**Dataset records**.
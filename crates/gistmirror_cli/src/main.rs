//! gistmirror CLI
//!
//! Mirrors a user's remote snippet collection into a note store file.
//!
//! # Commands
//!
//! - `init` - Create the mirror root in a store
//! - `sync` - Run one mirror pass (or preview it with `--dry-run`)
//! - `show` - Print the mirrored subtree
//! - `version` - Show version information

mod commands;

use clap::{Parser, Subcommand};
use std::path::PathBuf;
use tracing_subscriber::EnvFilter;

/// Mirror a remote snippet collection into a note store.
#[derive(Parser)]
#[command(name = "gistmirror")]
#[command(author, version, about, long_about = None)]
struct Cli {
    /// Path to the store snapshot file
    #[arg(global = true, short, long)]
    store: Option<PathBuf>,

    /// Enable verbose output
    #[arg(global = true, short, long)]
    verbose: bool,

    #[command(subcommand)]
    command: Commands,
}

#[derive(Subcommand)]
enum Commands {
    /// Create the mirror root unless one exists
    Init {
        /// Remote account to mirror
        #[arg(short, long)]
        username: Option<String>,

        /// Title of the mirror root
        #[arg(short, long, default_value = "Gists")]
        title: String,
    },

    /// Run one mirror pass
    Sync {
        /// Remote account, used when the root carries none
        #[arg(short, long)]
        username: Option<String>,

        /// Maximum raw fetches in flight
        #[arg(short, long)]
        concurrency: Option<usize>,

        /// API endpoint of the snippet service
        #[arg(long)]
        api_url: Option<String>,

        /// Dry run - show what would be done
        #[arg(short, long)]
        dry_run: bool,
    },

    /// Print the mirrored subtree
    Show {
        /// Output format (text, json)
        #[arg(short, long, default_value = "text")]
        format: String,
    },

    /// Show version information
    Version,
}

#[tokio::main]
async fn main() -> Result<(), Box<dyn std::error::Error>> {
    let cli = Cli::parse();

    let filter = EnvFilter::try_from_default_env().unwrap_or_else(|_| {
        if cli.verbose {
            EnvFilter::new("debug")
        } else {
            EnvFilter::new("info")
        }
    });
    tracing_subscriber::fmt().with_env_filter(filter).init();

    match cli.command {
        Commands::Init { username, title } => {
            let path = cli.store.ok_or("Store path required for init")?;
            commands::init::run(&path, username.as_deref(), &title)?;
        }
        Commands::Sync {
            username,
            concurrency,
            api_url,
            dry_run,
        } => {
            let path = cli.store.ok_or("Store path required for sync")?;
            let options = commands::sync::SyncOptions {
                username,
                concurrency,
                api_url,
                dry_run,
            };
            commands::sync::run(&path, options).await?;
        }
        Commands::Show { format } => {
            let path = cli.store.ok_or("Store path required for show")?;
            commands::show::run(&path, &format)?;
        }
        Commands::Version => {
            println!("gistmirror v{}", env!("CARGO_PKG_VERSION"));
        }
    }

    Ok(())
}
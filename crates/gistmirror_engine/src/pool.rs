//! Bounded pool for raw file fetches.

use gistmirror_remote::{RemoteApi, RemoteError, RemoteResult};
use std::sync::Arc;
use tokio::sync::Semaphore;
use tokio::task::JoinSet;

/// One raw fetch to perform.
#[derive(Debug, Clone, PartialEq, Eq)]
pub struct FetchRequest {
    /// Filename the body belongs to.
    pub filename: String,
    /// URL of the raw body.
    pub url: String,
}

/// Result of one raw fetch.
#[derive(Debug)]
pub struct Fetched {
    /// Filename the body belongs to.
    pub filename: String,
    /// Fetched body or the reason it is missing.
    pub body: RemoteResult<String>,
}

/// Bounds the number of raw fetches in flight.
///
/// Clones share one semaphore, so a single pool handed to every item of a
/// pass bounds the pass as a whole.
#[derive(Debug, Clone)]
pub struct FetchPool {
    semaphore: Arc<Semaphore>,
    limit: usize,
}

impl FetchPool {
    /// Creates a pool allowing `limit` concurrent fetches. Zero is treated as one.
    pub fn new(limit: usize) -> Self {
        let limit = limit.max(1);
        Self {
            semaphore: Arc::new(Semaphore::new(limit)),
            limit,
        }
    }

    /// Returns the concurrency bound.
    pub fn limit(&self) -> usize {
        self.limit
    }

    /// Fetches every request and waits for all of them.
    ///
    /// Results come back in request order regardless of completion order.
    /// A failed or panicked fetch only affects its own slot.
    pub async fn fetch_all<R>(&self, remote: Arc<R>, requests: Vec<FetchRequest>) -> Vec<Fetched>
    where
        R: RemoteApi + ?Sized + 'static,
    {
        let mut slots: Vec<Option<RemoteResult<String>>> =
            requests.iter().map(|_| None).collect();
        let mut join_set = JoinSet::new();

        for (index, request) in requests.iter().enumerate() {
            let semaphore = Arc::clone(&self.semaphore);
            let remote = Arc::clone(&remote);
            let url = request.url.clone();

            join_set.spawn(async move {
                let body = match semaphore.acquire_owned().await {
                    Ok(permit) => {
                        let body = remote.fetch_raw(&url).await;
                        drop(permit);
                        body
                    }
                    Err(_) => Err(RemoteError::transport_fatal("fetch pool closed")),
                };
                (index, body)
            });
        }

        while let Some(joined) = join_set.join_next().await {
            if let Ok((index, body)) = joined {
                slots[index] = Some(body);
            }
        }

        requests
            .into_iter()
            .zip(slots)
            .map(|(request, slot)| Fetched {
                filename: request.filename,
                body: slot.unwrap_or_else(|| {
                    Err(RemoteError::transport_fatal("fetch task panicked"))
                }),
            })
            .collect()
    }
}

**Work task**. Copy from the entries only those lines that hold the word "subtree".

**Answer to this problem**.
//! - `show` - Print the mirrored subtree
    /// Print the mirrored subtree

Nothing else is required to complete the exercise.